[TASK DIRECTIONS] Return every line from the records below that has the word "pkgmap".
•••••
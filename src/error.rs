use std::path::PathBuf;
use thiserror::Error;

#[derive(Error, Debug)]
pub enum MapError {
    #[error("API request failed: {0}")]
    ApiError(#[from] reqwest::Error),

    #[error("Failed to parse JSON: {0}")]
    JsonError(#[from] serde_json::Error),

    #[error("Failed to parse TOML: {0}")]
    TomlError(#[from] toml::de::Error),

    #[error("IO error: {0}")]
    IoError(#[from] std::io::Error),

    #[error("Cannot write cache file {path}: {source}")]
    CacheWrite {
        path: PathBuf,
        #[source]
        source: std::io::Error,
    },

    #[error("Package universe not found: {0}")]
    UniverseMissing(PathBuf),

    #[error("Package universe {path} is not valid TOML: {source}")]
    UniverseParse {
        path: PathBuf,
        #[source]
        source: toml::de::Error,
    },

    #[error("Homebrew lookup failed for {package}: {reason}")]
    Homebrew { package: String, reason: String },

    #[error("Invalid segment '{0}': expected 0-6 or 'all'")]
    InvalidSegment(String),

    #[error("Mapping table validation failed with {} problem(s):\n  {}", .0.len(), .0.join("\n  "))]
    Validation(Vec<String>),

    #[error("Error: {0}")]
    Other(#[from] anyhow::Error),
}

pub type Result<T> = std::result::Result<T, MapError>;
•••••
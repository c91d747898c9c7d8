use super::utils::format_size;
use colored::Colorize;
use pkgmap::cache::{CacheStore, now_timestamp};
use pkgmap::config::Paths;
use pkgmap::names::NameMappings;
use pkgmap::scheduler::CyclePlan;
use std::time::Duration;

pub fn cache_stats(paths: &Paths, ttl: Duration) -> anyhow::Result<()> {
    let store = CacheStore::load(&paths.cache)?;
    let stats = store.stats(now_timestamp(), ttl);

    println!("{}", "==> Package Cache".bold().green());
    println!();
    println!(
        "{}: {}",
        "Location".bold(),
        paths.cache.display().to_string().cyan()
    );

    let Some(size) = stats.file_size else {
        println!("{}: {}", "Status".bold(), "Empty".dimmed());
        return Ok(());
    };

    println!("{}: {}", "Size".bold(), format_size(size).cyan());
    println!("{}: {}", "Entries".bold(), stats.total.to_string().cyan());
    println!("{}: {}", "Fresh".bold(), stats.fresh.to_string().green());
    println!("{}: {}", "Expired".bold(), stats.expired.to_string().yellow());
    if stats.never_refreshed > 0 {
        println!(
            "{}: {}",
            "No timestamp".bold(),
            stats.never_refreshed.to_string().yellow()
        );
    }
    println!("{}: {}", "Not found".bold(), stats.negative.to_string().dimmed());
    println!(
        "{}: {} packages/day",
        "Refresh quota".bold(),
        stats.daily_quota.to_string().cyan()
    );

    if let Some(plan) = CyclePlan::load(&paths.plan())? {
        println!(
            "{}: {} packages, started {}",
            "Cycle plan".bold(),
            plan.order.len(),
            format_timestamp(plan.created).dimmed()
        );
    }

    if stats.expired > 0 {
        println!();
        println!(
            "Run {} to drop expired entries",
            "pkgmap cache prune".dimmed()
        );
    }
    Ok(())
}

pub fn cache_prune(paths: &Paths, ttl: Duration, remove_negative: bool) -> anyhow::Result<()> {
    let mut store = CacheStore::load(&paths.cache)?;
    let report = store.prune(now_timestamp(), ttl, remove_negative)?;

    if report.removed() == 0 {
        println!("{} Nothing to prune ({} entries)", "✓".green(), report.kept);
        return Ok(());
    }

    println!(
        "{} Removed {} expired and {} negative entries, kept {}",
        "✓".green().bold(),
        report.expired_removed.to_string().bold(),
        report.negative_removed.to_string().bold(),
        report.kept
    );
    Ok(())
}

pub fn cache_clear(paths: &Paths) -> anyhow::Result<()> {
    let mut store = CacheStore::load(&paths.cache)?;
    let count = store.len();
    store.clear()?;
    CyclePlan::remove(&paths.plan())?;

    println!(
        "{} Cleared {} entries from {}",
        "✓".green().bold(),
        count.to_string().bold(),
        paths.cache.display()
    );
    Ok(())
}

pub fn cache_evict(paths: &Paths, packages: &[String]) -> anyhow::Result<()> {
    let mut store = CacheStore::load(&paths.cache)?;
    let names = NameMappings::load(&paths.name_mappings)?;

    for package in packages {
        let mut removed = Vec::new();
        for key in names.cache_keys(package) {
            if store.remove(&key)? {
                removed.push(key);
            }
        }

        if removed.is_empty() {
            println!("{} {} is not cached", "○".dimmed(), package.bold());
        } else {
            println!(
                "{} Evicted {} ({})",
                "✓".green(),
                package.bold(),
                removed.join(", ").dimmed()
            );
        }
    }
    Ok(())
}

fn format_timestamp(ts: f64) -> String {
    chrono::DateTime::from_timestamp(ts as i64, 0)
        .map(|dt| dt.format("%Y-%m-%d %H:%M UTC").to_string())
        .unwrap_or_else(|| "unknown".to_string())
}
•••••
[EXERCISE SOLUTION]
use pkgmap::cache::{CacheStore, now_timestamp};
use pkgmap::config::Paths;
use pkgmap::names::NameMappings;
use pkgmap::scheduler::CyclePlan;
            "pkgmap cache prune".dimmed()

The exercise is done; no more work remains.